▸ Goal of the exercise
Nothing besides a number belongs in the answer, which is how many lines of the listing contain the string "excluding".

▸ Records shown
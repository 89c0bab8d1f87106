//! Circuit breaker configuration

use serde::{Deserialize, Serialize};
use std::collections::HashMap;
use std::time::Duration;

use crate::constants::breakers;
use crate::ConfigError;

/// Configuration for a single circuit breaker
#[derive(Debug, Clone, PartialEq, Eq, Serialize, Deserialize)]
pub struct BreakerConfig {
    /// Consecutive counted failures that open the circuit (>= 1)
    #[serde(default = "default_failure_threshold")]
    pub failure_threshold: u32,

    /// Seconds to stay open before admitting half-open trials (>= 1)
    #[serde(default = "default_recovery_timeout_secs")]
    pub recovery_timeout_secs: u64,

    /// Half-open successes required to close again (>= 1)
    #[serde(default = "default_success_threshold")]
    pub success_threshold: u32,

    /// Concurrent half-open trial calls (>= 1)
    #[serde(default = "default_half_open_max_calls")]
    pub half_open_max_calls: u32,

    /// Error kinds counted as failures; empty means every kind counts
    #[serde(default)]
    pub counted_errors: Vec<String>,

    /// Error kinds that never count, even if listed in `counted_errors`
    #[serde(default)]
    pub excluded_errors: Vec<String>,
}

fn default_failure_threshold() -> u32 {
    breakers::DEFAULT_FAILURE_THRESHOLD
}
fn default_recovery_timeout_secs() -> u64 {
    breakers::DEFAULT_RECOVERY_TIMEOUT_SECS
}
fn default_success_threshold() -> u32 {
    breakers::DEFAULT_SUCCESS_THRESHOLD
}
fn default_half_open_max_calls() -> u32 {
    breakers::DEFAULT_HALF_OPEN_MAX_CALLS
}

impl Default for BreakerConfig {
    fn default() -> Self {
        Self {
            failure_threshold: default_failure_threshold(),
            recovery_timeout_secs: default_recovery_timeout_secs(),
            success_threshold: default_success_threshold(),
            half_open_max_calls: default_half_open_max_calls(),
            counted_errors: Vec::new(),
            excluded_errors: Vec::new(),
        }
    }
}

impl BreakerConfig {
    /// Defaults for the per-predictor breakers
    pub fn predictor_default() -> Self {
        Self {
            failure_threshold: breakers::PREDICTOR_FAILURE_THRESHOLD,
            recovery_timeout_secs: breakers::PREDICTOR_RECOVERY_TIMEOUT_SECS,
            ..Self::default()
        }
    }

    pub fn with_failure_threshold(mut self, threshold: u32) -> Self {
        self.failure_threshold = threshold;
        self
    }

    pub fn with_recovery_timeout_secs(mut self, secs: u64) -> Self {
        self.recovery_timeout_secs = secs;
        self
    }

    pub fn with_success_threshold(mut self, threshold: u32) -> Self {
        self.success_threshold = threshold;
        self
    }

    pub fn with_half_open_max_calls(mut self, calls: u32) -> Self {
        self.half_open_max_calls = calls;
        self
    }

    pub fn excluding(mut self, kind: impl Into<String>) -> Self {
        self.excluded_errors.push(kind.into());
        self
    }

    pub fn counting(mut self, kind: impl Into<String>) -> Self {
        self.counted_errors.push(kind.into());
        self
    }

    pub fn recovery_timeout(&self) -> Duration {
        Duration::from_secs(self.recovery_timeout_secs)
    }

    /// Whether an error of `kind` counts toward opening the circuit
    pub fn counts_failure(&self, kind: &str) -> bool {
        if self.excluded_errors.iter().any(|k| k == kind) {
            return false;
        }
        self.counted_errors.is_empty() || self.counted_errors.iter().any(|k| k == kind)
    }

    /// Validate thresholds; `field` prefixes the reported field name
    pub fn validate(&self, field: &str) -> Result<(), ConfigError> {
        if self.failure_threshold < 1 {
            return Err(ConfigError::invalid(
                format!("{}.failure_threshold", field),
                "Must be at least 1",
            ));
        }
        if self.recovery_timeout_secs < 1 {
            return Err(ConfigError::invalid(
                format!("{}.recovery_timeout_secs", field),
                "Must be at least 1 second",
            ));
        }
        if self.success_threshold < 1 {
            return Err(ConfigError::invalid(
                format!("{}.success_threshold", field),
                "Must be at least 1",
            ));
        }
        if self.half_open_max_calls < 1 {
            return Err(ConfigError::invalid(
                format!("{}.half_open_max_calls", field),
                "Must be at least 1",
            ));
        }
        Ok(())
    }
}

/// Breaker settings for the whole decision layer
#[derive(Debug, Clone, PartialEq, Eq, Serialize, Deserialize)]
pub struct BreakersConfig {
    /// Top-level breaker around every decision
    #[serde(default)]
    pub engine: BreakerConfig,

    /// Default for the three prediction breakers
    #[serde(default = "BreakerConfig::predictor_default")]
    pub predictors: BreakerConfig,

    /// Per-breaker overrides keyed by breaker name
    #[serde(default)]
    pub overrides: HashMap<String, BreakerConfig>,
}

impl Default for BreakersConfig {
    fn default() -> Self {
        Self {
            engine: BreakerConfig::default(),
            predictors: BreakerConfig::predictor_default(),
            overrides: HashMap::new(),
        }
    }
}

impl BreakersConfig {
    /// Config for a predictor breaker, honouring overrides
    pub fn for_predictor(&self, name: &str) -> BreakerConfig {
        self.overrides
            .get(name)
            .cloned()
            .unwrap_or_else(|| self.predictors.clone())
    }

    /// Config for the engine breaker, honouring overrides
    pub fn for_engine(&self) -> BreakerConfig {
        self.overrides
            .get(breakers::DECISION_ENGINE)
            .cloned()
            .unwrap_or_else(|| self.engine.clone())
    }

    pub fn validate(&self) -> Result<(), ConfigError> {
        self.engine.validate("breakers.engine")?;
        self.predictors.validate("breakers.predictors")?;
        for (name, config) in &self.overrides {
            config.validate(&format!("breakers.overrides.{}", name))?;
        }
        Ok(())
    }
}

#[cfg(test)]
mod tests {
    use super::*;

    #[test]
    fn test_engine_defaults() {
        let config = BreakerConfig::default();
        assert_eq!(config.failure_threshold, 5);
        assert_eq!(config.recovery_timeout(), Duration::from_secs(30));
        assert!(config.validate("engine").is_ok());
    }

    #[test]
    fn test_zero_thresholds_rejected() {
        assert!(BreakerConfig::default()
            .with_failure_threshold(0)
            .validate("b")
            .is_err());
        assert!(BreakerConfig::default()
            .with_recovery_timeout_secs(0)
            .validate("b")
            .is_err());
        assert!(BreakerConfig::default()
            .with_success_threshold(0)
            .validate("b")
            .is_err());
        assert!(BreakerConfig::default()
            .with_half_open_max_calls(0)
            .validate("b")
            .is_err());
    }

    #[test]
    fn test_failure_classification() {
        let all = BreakerConfig::default();
        assert!(all.counts_failure("backend"));

        let filtered = BreakerConfig::default()
            .counting("backend")
            .counting("timeout")
            .excluding("timeout");
        assert!(filtered.counts_failure("backend"));
        assert!(!filtered.counts_failure("timeout"));
        assert!(!filtered.counts_failure("invalid_response"));
    }

    #[test]
    fn test_overrides_win() {
        let mut config = BreakersConfig::default();
        config.overrides.insert(
            breakers::NEEDS.to_string(),
            BreakerConfig::default().with_failure_threshold(9),
        );
        assert_eq!(config.for_predictor(breakers::NEEDS).failure_threshold, 9);
        assert_eq!(
            config.for_predictor(breakers::CONVERSION).failure_threshold,
            breakers::PREDICTOR_FAILURE_THRESHOLD
        );
    }

    #[test]
    fn test_invalid_override_rejected() {
        let mut config = BreakersConfig::default();
        config
            .overrides
            .insert("custom".to_string(), BreakerConfig::default().with_failure_threshold(0));
        let err = config.validate().unwrap_err();
        assert!(err.to_string().contains("breakers.overrides.custom"));
    }
}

▸ Written answer
2